Car Insurance Rates After an Accident
June 7, 2017
Like with most car insurance situations, there's no simple rule for how much your insurance rates go up after an accident. Whether you're at fault or not at fault in an accident, changes in your rates vary by insurance company and by state, says Penny Gusner, consumer analyst for Insure.com.
In addition to worrying if your rate will increase, you may also wonder what to do after an accident.
It's wise to exchange the following information with the other driver: name, name of car owner, names of passengers, vehicle make, model and license plate number and the insurance company name, policy number and number for claims filing. Call the police, and if possible, get a police report.

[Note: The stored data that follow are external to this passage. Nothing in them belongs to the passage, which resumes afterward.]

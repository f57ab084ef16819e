//! # OSAL
//!
//! This crate is the operating-system abstraction layer: a portable
//! task, IPC, timer and networking API bound to whatever [`HostKernel`]
//! it is built over.
//!
//! ## Philosophy
//!
//! - **Handles, not pointers**: every object is an [`ObjectId`] into a
//!   per-kind [`ResourceTable`]; stale handles are rejected, never reused
//! - **Explicit callers**: creators are named through a [`CallerContext`]
//! - **Numbers for the outside**: every failure has a stable
//!   [`OsalError::code`]
//! - **Timeouts are normal**: they are returned, not logged
//!
//! ## Example
//!
//! ```ignore
//! use osal::{CallerContext, Osal};
//! use sim_kernel::SimulatedKernel;
//! use std::sync::Arc;
//!
//! let osal = Osal::new(Arc::new(SimulatedKernel::new()))?;
//! let sem = osal.bin_sem_create(CallerContext::ROOT, "Lock", 0)?;
//! osal.bin_sem_give(sem)?;
//! osal.bin_sem_take(sem)?;
//! ```

pub mod clock;
pub mod config;
pub mod context;
pub mod error;
pub mod mutex;
pub mod platform;
pub mod queue;
pub mod select;
pub mod semaphore;
pub mod stream;
pub mod task;
pub mod timebase;
pub mod timer;

pub use clock::OsTime;
pub use config::{ConfigError, OsalConfig};
pub use context::{CallerContext, TaskContext};
pub use core_types::{ObjectId, ObjectKind, StreamState, Timeout};
pub use error::{OsalError, OsalResult};
pub use mutex::MutexInfo;
pub use platform::HeapInfo;
pub use queue::QueueInfo;
pub use select::FdSet;
pub use semaphore::{SemInfo, MAX_SEM_VALUE};
pub use stream::{FileAccess, FileFlags, StreamInfo};
pub use task::TaskInfo;
pub use timebase::{ExternalSync, TimebaseInfo};
pub use timer::{TimerCallbackFn, TimerInfo};

use kernel_api::{HostKernel, HostNetStack, HostSemaphore, TickClock};
use logger::{LogSink, Logger, StderrSink};
use resources::{Record, ResourceTable};
use std::sync::atomic::{AtomicBool, AtomicI64};
use std::sync::{Arc, Mutex, MutexGuard};

/// Teardown passes made by [`Osal::delete_all_objects`]
const DELETE_ALL_PASSES: usize = 5;

/// The abstraction layer
///
/// Built once over a host kernel and shared behind an [`Arc`]; every
/// method takes `&self` and is safe to call from any task.
pub struct Osal {
    kernel: Arc<dyn HostKernel>,
    config: OsalConfig,
    clock: TickClock,
    logger: Logger,
    network: Option<Arc<dyn HostNetStack>>,
    local_offset_us: AtomicI64,
    /// Wakes [`Osal::idle_loop`]; built on first use
    shutdown_gate: Mutex<Option<Arc<dyn HostSemaphore>>>,
    shutdown_requested: AtomicBool,
    tasks: ResourceTable<task::TaskRecord>,
    queues: ResourceTable<queue::QueueRecord>,
    bin_sems: ResourceTable<semaphore::SemRecord>,
    count_sems: ResourceTable<semaphore::SemRecord>,
    mutexes: ResourceTable<mutex::MutexRecord>,
    streams: ResourceTable<stream::StreamRecord>,
    timebases: ResourceTable<timebase::TimebaseRecord>,
    timers: ResourceTable<timer::TimerRecord>,
}

/// Builder for [`Osal`]
pub struct OsalBuilder {
    kernel: Arc<dyn HostKernel>,
    config: OsalConfig,
    sink: Option<Arc<dyn LogSink>>,
}

impl OsalBuilder {
    pub fn with_config(mut self, config: OsalConfig) -> Self {
        self.config = config;
        self
    }

    /// Routes log output somewhere other than standard error
    pub fn with_log_sink(mut self, sink: Arc<dyn LogSink>) -> Self {
        self.sink = Some(sink);
        self
    }

    pub fn build(self) -> OsalResult<Arc<Osal>> {
        let config = self.config;
        config.validate()?;
        let clock = TickClock::new(self.kernel.tick_rate_hz())
            .ok_or_else(|| OsalError::InvalidArgument("host tick rate is zero".to_string()))?;
        let network = if config.include_network {
            self.kernel.network()
        } else {
            None
        };
        let sink = self.sink.unwrap_or_else(|| Arc::new(StderrSink));
        let logger = Logger::new(config.log_level, sink);

        let osal = Osal {
            tasks: new_table(ObjectKind::Task, config.max_tasks, &config),
            queues: new_table(ObjectKind::Queue, config.max_queues, &config),
            bin_sems: new_table(ObjectKind::BinSem, config.max_bin_sems, &config),
            count_sems: new_table(ObjectKind::CountSem, config.max_count_sems, &config),
            mutexes: new_table(ObjectKind::Mutex, config.max_mutexes, &config),
            streams: new_table(ObjectKind::Stream, config.max_open_files, &config),
            timebases: new_table(ObjectKind::TimeBase, config.max_timebases, &config),
            timers: new_table(ObjectKind::Timer, config.max_timers, &config),
            kernel: self.kernel,
            clock,
            logger,
            network,
            local_offset_us: AtomicI64::new(0),
            shutdown_gate: Mutex::new(None),
            shutdown_requested: AtomicBool::new(false),
            config,
        };
        osal.logger.info(
            |e| {
                e.with_field("tick_rate_hz", clock.ticks_per_second())
                    .with_field("network", osal.network.is_some())
            },
            "abstraction layer initialized",
        );
        Ok(Arc::new(osal))
    }
}

fn new_table<T>(kind: ObjectKind, capacity: usize, config: &OsalConfig) -> ResourceTable<T> {
    ResourceTable::new(kind, capacity, config.max_api_name, config.host_name_len)
}

impl Osal {
    pub fn builder(kernel: Arc<dyn HostKernel>) -> OsalBuilder {
        OsalBuilder {
            kernel,
            config: OsalConfig::default(),
            sink: None,
        }
    }

    /// Builds a layer with the default configuration
    pub fn new(kernel: Arc<dyn HostKernel>) -> OsalResult<Arc<Self>> {
        Self::builder(kernel).build()
    }

    pub fn config(&self) -> &OsalConfig {
        &self.config
    }

    pub fn logger(&self) -> &Logger {
        &self.logger
    }

    pub fn kernel(&self) -> &Arc<dyn HostKernel> {
        &self.kernel
    }

    /// True when socket calls are backed by a host stack
    pub fn network_available(&self) -> bool {
        self.network.is_some()
    }

    /// Free slots left for `kind`
    pub fn free_slots(&self, kind: ObjectKind) -> usize {
        match kind {
            ObjectKind::Task => self.tasks.free_count(),
            ObjectKind::Queue => self.queues.free_count(),
            ObjectKind::CountSem => self.count_sems.free_count(),
            ObjectKind::BinSem => self.bin_sems.free_count(),
            ObjectKind::Mutex => self.mutexes.free_count(),
            ObjectKind::Stream => self.streams.free_count(),
            ObjectKind::TimeBase => self.timebases.free_count(),
            ObjectKind::Timer => self.timers.free_count(),
        }
    }

    /// Live objects of `kind`
    pub fn object_count(&self, kind: ObjectKind) -> usize {
        match kind {
            ObjectKind::Task => self.tasks.active_count(),
            ObjectKind::Queue => self.queues.active_count(),
            ObjectKind::CountSem => self.count_sems.active_count(),
            ObjectKind::BinSem => self.bin_sems.active_count(),
            ObjectKind::Mutex => self.mutexes.active_count(),
            ObjectKind::Stream => self.streams.active_count(),
            ObjectKind::TimeBase => self.timebases.active_count(),
            ObjectKind::Timer => self.timers.active_count(),
        }
    }

    /// Name an object of any kind was created with
    ///
    /// Anonymous objects (streams) yield `None`.
    pub fn object_name(&self, id: ObjectId) -> OsalResult<Option<String>> {
        fn name_of<T>(table: &ResourceTable<T>, id: ObjectId) -> OsalResult<Option<String>> {
            Ok(table.lookup(id)?.name().map(str::to_string))
        }
        match id.kind().ok_or(OsalError::InvalidId)? {
            ObjectKind::Task => name_of(&self.tasks, id),
            ObjectKind::Queue => name_of(&self.queues, id),
            ObjectKind::CountSem => name_of(&self.count_sems, id),
            ObjectKind::BinSem => name_of(&self.bin_sems, id),
            ObjectKind::Mutex => name_of(&self.mutexes, id),
            ObjectKind::Stream => name_of(&self.streams, id),
            ObjectKind::TimeBase => name_of(&self.timebases, id),
            ObjectKind::Timer => name_of(&self.timers, id),
        }
    }

    /// Deletes every object the layer owns
    ///
    /// Timers go before timebases so no timebase is left in use; tasks
    /// follow so nothing is blocked on the primitives deleted after them.
    /// Objects that refuse to go are retried on the next pass.
    pub fn delete_all_objects(&self) {
        for _ in 0..DELETE_ALL_PASSES {
            for id in self.timers.ids() {
                let _ = self.timer_delete(id);
            }
            for id in self.timebases.ids() {
                let _ = self.timebase_delete(id);
            }
            for id in self.tasks.ids() {
                let _ = self.task_delete(id);
            }
            for id in self.queues.ids() {
                let _ = self.queue_delete(id);
            }
            for id in self.bin_sems.ids() {
                let _ = self.bin_sem_delete(id);
            }
            for id in self.count_sems.ids() {
                let _ = self.count_sem_delete(id);
            }
            for id in self.mutexes.ids() {
                let _ = self.mut_sem_delete(id);
            }
            for id in self.streams.ids() {
                let _ = self.stream_close(id);
            }
            if ObjectKind::ALL.iter().all(|kind| self.object_count(*kind) == 0) {
                return;
            }
        }
        self.logger
            .warn(|e| e, "objects remain after delete_all_objects");
    }

    /// Reserves a slot, runs `ctor` and publishes the result
    pub(crate) fn create_object<T, F>(
        &self,
        table: &ResourceTable<T>,
        caller: CallerContext,
        name: Option<&str>,
        ctor: F,
    ) -> OsalResult<ObjectId>
    where
        F: FnOnce(ObjectId, &str) -> OsalResult<T>,
    {
        match table.create(name, caller.task(), ctor) {
            Ok(id) => {
                self.logger.debug(
                    |e| {
                        e.with_source(id)
                            .with_field("name", name.unwrap_or("-"))
                            .with_field("creator", caller.task())
                    },
                    "object created",
                );
                Ok(id)
            }
            Err(resources::CreateError::Constructor(err)) => {
                self.logger.error(
                    |e| {
                        e.with_field("kind", table.kind())
                            .with_field("name", name.unwrap_or("-"))
                            .with_field("error", &err)
                    },
                    "object construction failed, slot released",
                );
                Err(err)
            }
            Err(err) => Err(err.into()),
        }
    }

    /// Tears down an object and frees its slot
    pub(crate) fn delete_object<T, F>(
        &self,
        table: &ResourceTable<T>,
        id: ObjectId,
        dtor: F,
    ) -> OsalResult<Arc<Record<T>>>
    where
        F: FnOnce(&Record<T>) -> OsalResult<()>,
    {
        let record = table.delete(id, dtor)?;
        self.logger.debug(
            |e| e.with_source(id).with_field("name", record.name().unwrap_or("-")),
            "object deleted",
        );
        Ok(record)
    }
}

/// Locks a std mutex, recovering the data if a holder panicked
pub(crate) fn lock<T>(mutex: &Mutex<T>) -> MutexGuard<'_, T> {
    mutex.lock().unwrap_or_else(|poisoned| poisoned.into_inner())
}

impl Drop for Osal {
    fn drop(&mut self) {
        self.delete_all_objects();
        if let Some(gate) = lock(&self.shutdown_gate).take() {
            gate.destroy();
        }
    }
}

#[cfg(test)]
pub(crate) mod test_support {
    use super::*;
    use logger::{LogLevel, MemorySink};
    use sim_kernel::SimulatedKernel;

    /// Layer over a fresh simulated kernel, logging into memory
    pub fn osal_with_sink() -> (Arc<Osal>, Arc<MemorySink>) {
        let sink = Arc::new(MemorySink::new());
        let config = OsalConfig {
            log_level: LogLevel::Debug,
            ..OsalConfig::default()
        };
        let osal = Osal::builder(Arc::new(SimulatedKernel::new()))
            .with_config(config)
            .with_log_sink(sink.clone())
            .build()
            .unwrap();
        (osal, sink)
    }

    pub fn osal() -> Arc<Osal> {
        osal_with_sink().0
    }
}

How much does an at-fault accident raise your rates?
An accident where you're blamed makes pricier premiums much more likely, but not in every situation with every company, Gusner says, which is why it's prudent to shop for the best rates by doing a car insurance comparison.
"One at-fault accident could raise your rates anywhere from 10 percent to 40 percent -- or not at all," she says. "Some insurers will let one minor accident slide. However, if the crash and resulting claim isn't being surcharged (where your base rate is raised), you may still pay higher rates due to losing any good driver discount you received for keeping a record clean of violations or accidents."

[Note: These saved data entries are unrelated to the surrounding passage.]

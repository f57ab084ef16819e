//! Readiness multiplexing
//!
//! The host offers a single blocking wait over a socket set. This module
//! builds that set from one stream or from read/write bitmaps, waits once,
//! and translates the host's answer back.
//!
//! ## Disconnects
//!
//! A peer's orderly close is not a readiness event on the host. Before and
//! after each wait the connection state of every socket is probed; once a
//! connected socket is seen disconnected it latches `disconnected`, and
//! from then on it reports every requested direction as ready so the
//! caller reads the end of stream instead of timing out forever. Only
//! [`Osal::stream_clear_disconnect`] resets the latch.

use crate::error::{OsalError, OsalResult};
use crate::stream::{SocketStream, StreamRecord};
use crate::Osal;
use core_types::{ObjectId, ObjectKind, StreamState, Timeout};
use kernel_api::{HostNetStack, KernelError, SelectBits, SocketSet, Wait};
use resources::Record;
use std::sync::Arc;

/// Bitmap of streams, indexed by slot index
#[derive(Debug, Clone, Copy, Default, PartialEq, Eq)]
pub struct FdSet {
    bits: [u64; FdSet::WORDS],
}

impl FdSet {
    const WORDS: usize = 4;

    /// Streams a set can hold
    pub const CAPACITY: usize = Self::WORDS * 64;

    pub fn new() -> Self {
        Self::default()
    }

    /// Adds a stream; anything that isn't a stream handle is rejected
    pub fn insert(&mut self, id: ObjectId) -> OsalResult<()> {
        let index = Self::checked_index(id)?;
        self.bits[index / 64] |= 1 << (index % 64);
        Ok(())
    }

    pub fn remove(&mut self, id: ObjectId) -> OsalResult<()> {
        let index = Self::checked_index(id)?;
        self.clear_index(index);
        Ok(())
    }

    pub fn contains(&self, id: ObjectId) -> bool {
        match Self::checked_index(id) {
            Ok(index) => self.contains_index(index),
            Err(_) => false,
        }
    }

    pub fn clear(&mut self) {
        self.bits = [0; Self::WORDS];
    }

    pub fn is_empty(&self) -> bool {
        self.bits.iter().all(|word| *word == 0)
    }

    pub fn len(&self) -> usize {
        self.bits.iter().map(|word| word.count_ones() as usize).sum()
    }

    /// Slot indices present, lowest first
    pub fn indices(&self) -> impl Iterator<Item = usize> + '_ {
        (0..Self::CAPACITY).filter(move |index| self.contains_index(*index))
    }

    fn contains_index(&self, index: usize) -> bool {
        index < Self::CAPACITY && self.bits[index / 64] & (1 << (index % 64)) != 0
    }

    fn clear_index(&mut self, index: usize) {
        if index < Self::CAPACITY {
            self.bits[index / 64] &= !(1 << (index % 64));
        }
    }

    fn checked_index(id: ObjectId) -> OsalResult<usize> {
        if id.kind() != Some(ObjectKind::Stream) || id.index() >= Self::CAPACITY {
            return Err(OsalError::InvalidId);
        }
        Ok(id.index())
    }
}

pub(crate) fn to_select_bits(state: StreamState) -> SelectBits {
    let mut bits = SelectBits::empty();
    if state.contains(StreamState::READABLE) {
        bits |= SelectBits::READ;
    }
    if state.contains(StreamState::WRITABLE) {
        bits |= SelectBits::WRITE;
    }
    bits
}

pub(crate) fn to_stream_state(bits: SelectBits) -> StreamState {
    let mut state = StreamState::empty();
    if bits.contains(SelectBits::READ) {
        state |= StreamState::READABLE;
    }
    if bits.contains(SelectBits::WRITE) {
        state |= StreamState::WRITABLE;
    }
    state
}

impl Osal {
    /// Waits until `id` is ready for any of `requested`
    ///
    /// Returns the confirmed subset. Files are always ready. A latched
    /// disconnect reports the whole request as ready.
    pub fn select_single(
        &self,
        id: ObjectId,
        requested: StreamState,
        timeout: Timeout,
    ) -> OsalResult<StreamState> {
        let record = self.streams.lookup(id)?;
        match record.payload().socket() {
            Some(socket) => self.wait_ready(socket, requested, timeout),
            None => Ok(requested),
        }
    }

    /// Waits until any stream in `read` is readable or any in `write` is
    /// writable
    ///
    /// On success each set keeps only its own confirmed members: read
    /// outcomes land in `read`, write outcomes in `write`. Members that no
    /// longer name an open stream are cleared. Files stay set and make
    /// the wait a poll. Empty or absent sets return at once.
    pub fn select_multiple(
        &self,
        mut read: Option<&mut FdSet>,
        mut write: Option<&mut FdSet>,
        timeout: Timeout,
    ) -> OsalResult<()> {
        let read_set = read.as_deref().copied().unwrap_or_default();
        let write_set = write.as_deref().copied().unwrap_or_default();
        if read_set.is_empty() && write_set.is_empty() {
            return Ok(());
        }

        let mut members: Vec<(usize, Arc<Record<StreamRecord>>)> = Vec::new();
        let mut host_set = SocketSet::new();
        let mut always_ready = false;
        for index in read_set.indices().chain(write_set.indices()) {
            if members.iter().any(|(i, _)| *i == index) {
                continue;
            }
            let record = self
                .streams
                .id_at(index)
                .and_then(|id| self.streams.lookup(id).ok());
            let Some(record) = record else {
                if let Some(set) = read.as_deref_mut() {
                    set.clear_index(index);
                }
                if let Some(set) = write.as_deref_mut() {
                    set.clear_index(index);
                }
                continue;
            };
            if let Some(socket) = record.payload().socket() {
                let mut bits = SelectBits::empty();
                if read_set.contains_index(index) {
                    bits |= SelectBits::READ;
                }
                if write_set.contains_index(index) {
                    bits |= SelectBits::WRITE;
                }
                host_set.add(socket.host(), bits);
            } else {
                always_ready = true;
            }
            members.push((index, record));
        }

        if !host_set.is_empty() {
            let net = self.net()?;
            let mut poll = always_ready;
            for (_, record) in &members {
                if let Some(socket) = record.payload().socket() {
                    poll |= socket.refresh(net.as_ref()).disconnected;
                }
            }
            let wait = if poll {
                Wait::Poll
            } else {
                self.clock.wait_for(timeout)
            };
            self.host_select(net.as_ref(), &mut host_set, wait)?;

            for (index, record) in &members {
                let Some(socket) = record.payload().socket() else {
                    continue;
                };
                if socket.refresh(net.as_ref()).disconnected {
                    continue;
                }
                let returned = host_set.returned(socket.host());
                if !returned.contains(SelectBits::READ) {
                    if let Some(set) = read.as_deref_mut() {
                        set.clear_index(*index);
                    }
                }
                if !returned.contains(SelectBits::WRITE) {
                    if let Some(set) = write.as_deref_mut() {
                        set.clear_index(*index);
                    }
                }
            }
        }

        let read_empty = read.as_deref().map_or(true, FdSet::is_empty);
        let write_empty = write.as_deref().map_or(true, FdSet::is_empty);
        if read_empty && write_empty {
            return Err(OsalError::Timeout);
        }
        Ok(())
    }

    /// Single-socket wait shared by [`Osal::select_single`] and stream I/O
    pub(crate) fn wait_ready(
        &self,
        socket: &SocketStream,
        requested: StreamState,
        timeout: Timeout,
    ) -> OsalResult<StreamState> {
        let requested = requested & (StreamState::READABLE | StreamState::WRITABLE);
        if requested.is_empty() {
            return Ok(requested);
        }
        let net = self.net()?;

        let wait = if socket.refresh(net.as_ref()).disconnected {
            Wait::Poll
        } else {
            self.clock.wait_for(timeout)
        };
        let mut host_set = SocketSet::new();
        host_set.add(socket.host(), to_select_bits(requested));
        self.host_select(net.as_ref(), &mut host_set, wait)?;

        if socket.refresh(net.as_ref()).disconnected {
            return Ok(requested);
        }
        let confirmed = to_stream_state(host_set.returned(socket.host())) & requested;
        if confirmed.is_empty() {
            return Err(OsalError::Timeout);
        }
        Ok(confirmed)
    }

    /// One host wait, retried transparently when interrupted
    fn host_select(
        &self,
        net: &dyn HostNetStack,
        set: &mut SocketSet,
        wait: Wait,
    ) -> OsalResult<usize> {
        loop {
            set.clear_returned();
            match net.select(set, wait) {
                Ok(ready) => return Ok(ready),
                Err(KernelError::Interrupted) => {
                    self.logger.debug(|e| e, "host select interrupted, retrying");
                }
                Err(err) => {
                    self.logger.warn(
                        |e| e.with_field("sockets", set.len()).with_field("error", &err),
                        "host select failed",
                    );
                    return Err(OsalError::Failure(err.to_string()));
                }
            }
        }
    }
}

#[cfg(test)]
mod tests {
    use super::*;

    fn stream(index: u16) -> ObjectId {
        ObjectId::new(ObjectKind::Stream, 1, index)
    }

    #[test]
    fn test_fd_set_membership() {
        let mut set = FdSet::new();
        assert!(set.is_empty());
        set.insert(stream(0)).unwrap();
        set.insert(stream(65)).unwrap();
        set.insert(stream(255)).unwrap();

        assert_eq!(set.len(), 3);
        assert!(set.contains(stream(65)));
        assert!(!set.contains(stream(64)));
        assert_eq!(set.indices().collect::<Vec<_>>(), vec![0, 65, 255]);

        set.remove(stream(65)).unwrap();
        assert!(!set.contains(stream(65)));
        set.clear();
        assert!(set.is_empty());
    }

    #[test]
    fn test_fd_set_rejects_foreign_handles() {
        let mut set = FdSet::new();
        assert_eq!(
            set.insert(ObjectId::new(ObjectKind::Queue, 1, 0)),
            Err(OsalError::InvalidId)
        );
        assert_eq!(set.insert(stream(256)), Err(OsalError::InvalidId));
        assert_eq!(set.insert(ObjectId::UNDEFINED), Err(OsalError::InvalidId));
        assert!(set.is_empty());
    }

    #[test]
    fn test_generation_is_ignored_by_membership() {
        let mut set = FdSet::new();
        set.insert(ObjectId::new(ObjectKind::Stream, 1, 7)).unwrap();
        assert!(set.contains(ObjectId::new(ObjectKind::Stream, 2, 7)));
    }

    #[test]
    fn test_flag_translation() {
        let both = StreamState::READABLE | StreamState::WRITABLE;
        assert_eq!(to_select_bits(both), SelectBits::READ | SelectBits::WRITE);
        assert_eq!(
            to_stream_state(SelectBits::WRITE | SelectBits::EXCEPT),
            StreamState::WRITABLE
        );
    }

    #[test]
    fn test_empty_request_returns_immediately() {
        let osal = crate::test_support::osal();
        let mut read = FdSet::new();
        let mut write = FdSet::new();
        osal.select_multiple(Some(&mut read), Some(&mut write), Timeout::Pend)
            .unwrap();
        osal.select_multiple(None, None, Timeout::Pend).unwrap();
    }
}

Have a second at-fault accident and your premiums will probably skyrocket. "That most certainly will hike up your rates," Gusner says. "How much varies greatly again (but policy-holders can expect a jump) from 40 to 150 percent."
Will an accident raise your rates if you're not at-fault?
A crash doesn't always equal more expensive coverage. Gusner, consumer analyst says many insurers may be lenient if it's your first accident and not your fault.
"Whether your rates go up after a not-at-fault accident really varies by insurance company and by state," she explains. "One accident may not cause your rates to rise, but if you have been in multiple accidents, even if you were not-at-fault for each, your insurer may increase your premiums or not renew your policy."